Mas existem, segundo ele, as formas de amor imaturas: união simbiótica (com anulação de uma identidade própria); masoquismo (consiste em se deixar subjugar pelo outro); e sadismo (consiste em subjugar o outro). Esse amor imaturo redundaria nos sofrimentos e frustração ilustrados acima. Já o amor maduro, seria uma “união sob a condição de preservar a integridade própria”, teoriza o psicanalista e, portanto, com mais chances de nos levar ao lado apenas prazeroso do amor, já que está mais centralizado em nós mesmos e não na dependência do objeto do nosso amor.
Para explicar isso melhor, Fromm toma emprestado de Spinoza, um racionalista holandês do século XVII, a diferença entre afetos ativos e passivos. Ele diz que o caráter ativo do amor consiste, antes de tudo em dar: “dar é mais alegre do que receber, não por ser uma privação, mas porque no ato de dar encontra-se a expressão da minha vitalidade”, disse Spinoza. Assim, o ato de dar amor seria, em si mesmo, um ato de requintada alegria, desde que não veja o outro como meio para se obter algo de volta, e sim como um fim em si.
Porém, esse ato de dar, tal como Fromm o descreve, só poderia ser atingido por quem desenvolveu o próprio caráter a ponto de superar aspectos de si mesmo, como dependência, onipotência narcisista, desejo de explorar o outro ou de amealhar.

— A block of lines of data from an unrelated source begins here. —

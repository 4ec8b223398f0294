use proptest::prelude::*;

use crate::pool::{Interval, ResourcePool};

#[derive(Debug, Clone)]
enum Op {
    Find { len: u32, align: u32 },
    ReleaseNth(usize),
    Remove { base: u32, len: u32 },
}

fn op_strategy() -> impl Strategy<Value = Op> {
    prop_oneof![
        (1u32..0x800, prop_oneof![Just(0u32), Just(0x10), Just(0x100)])
            .prop_map(|(len, align)| Op::Find { len, align }),
        (0usize..8).prop_map(Op::ReleaseNth),
        (0u32..0x8000, 1u32..0x800).prop_map(|(off, len)| Op::Remove {
            base: 0x1_0000 + off,
            len
        }),
    ]
}

fn disjoint(a: &Interval, b: &Interval) -> bool {
    a.end <= b.start || b.end <= a.start
}

proptest! {
    /// After any sequence of find/release/remove operations, no two live
    /// grants overlap and no grant overlaps the free list.
    #[test]
    fn grants_stay_disjoint(ops in proptest::collection::vec(op_strategy(), 1..64)) {
        let mut pool = ResourcePool::new();
        pool.add_range(0x1_0000, 0x1_0000).unwrap();
        let mut live: Vec<(u32, u32)> = Vec::new();

        for op in ops {
            match op {
                Op::Find { len, align } => {
                    if let Ok(base) = pool.find(0, len, align) {
                        live.push((base, len));
                    }
                }
                Op::ReleaseNth(n) => {
                    if !live.is_empty() {
                        let (base, len) = live.remove(n % live.len());
                        pool.release(base, len).unwrap();
                    }
                }
                Op::Remove { base, len } => {
                    let _ = pool.remove_range(base, len);
                }
            }

            let grants = pool.granted_intervals();
            for (i, a) in grants.iter().enumerate() {
                for b in &grants[i + 1..] {
                    prop_assert!(disjoint(a, b), "overlapping grants {a:?} {b:?}");
                }
                for f in pool.free_intervals() {
                    prop_assert!(disjoint(a, f), "grant {a:?} overlaps free {f:?}");
                }
            }
        }
    }

    /// Free intervals stay sorted and non-overlapping.
    #[test]
    fn free_list_stays_sorted(ops in proptest::collection::vec(op_strategy(), 1..64)) {
        let mut pool = ResourcePool::new();
        pool.add_range(0x1_0000, 0x1_0000).unwrap();
        let mut live: Vec<(u32, u32)> = Vec::new();

        for op in ops {
            match op {
                Op::Find { len, align } => {
                    if let Ok(base) = pool.find(0, len, align) {
                        live.push((base, len));
                    }
                }
                Op::ReleaseNth(n) => {
                    if !live.is_empty() {
                        let (base, len) = live.remove(n % live.len());
                        pool.release(base, len).unwrap();
                    }
                }
                Op::Remove { base, len } => {
                    let _ = pool.remove_range(base, len);
                }
            }

            let free = pool.free_intervals();
            for w in free.windows(2) {
                prop_assert!(w[0].end <= w[1].start, "free list out of order: {w:?}");
            }
        }
    }
}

Depende de ter fé em seus poderes humanos, diz ele...Fromm continua, afirmando que, na medida em que faltarem essas qualidades, a pessoa será temerosa em dar e também em amar de forma madura.
Para chegarmos a esse nível de vivência do amor, Diotima, em suas lições para Sócrates, traça uma interessante rota. Diz ela que, após ter partido da admiração da beleza de um só corpo, devemos ver essa beleza em todos os corpos. Depois, considerar como mais preciosa a beleza da alma que dos corpos. Então, o próximo estágio do desenvolvimento do amor será verificar a beleza que há nas belas atividades e práticas, no bem comum e no conhecimento.
Nesse ponto, o aprendiz do amor não irá se amesquinhar na percepção da beleza de um só, não mais será escravo da necessidade de receber e sim produzirá beleza e amor em profusão, ensina Diotima. Terá também conquistado o afeto ativo de Spinoza, o amor maduro de Fromm, como parece ter sido o caso de Korczak, que não esperou reconhecimento pelos seus atos, mas sentia uma profunda alegria em simplesmente compartilhar com o mundo suas descobertas sobre o amor, através de palavras e atos.
Adorei o texto! Está muito boa a relação entre Korzcak, Platão e Fromm!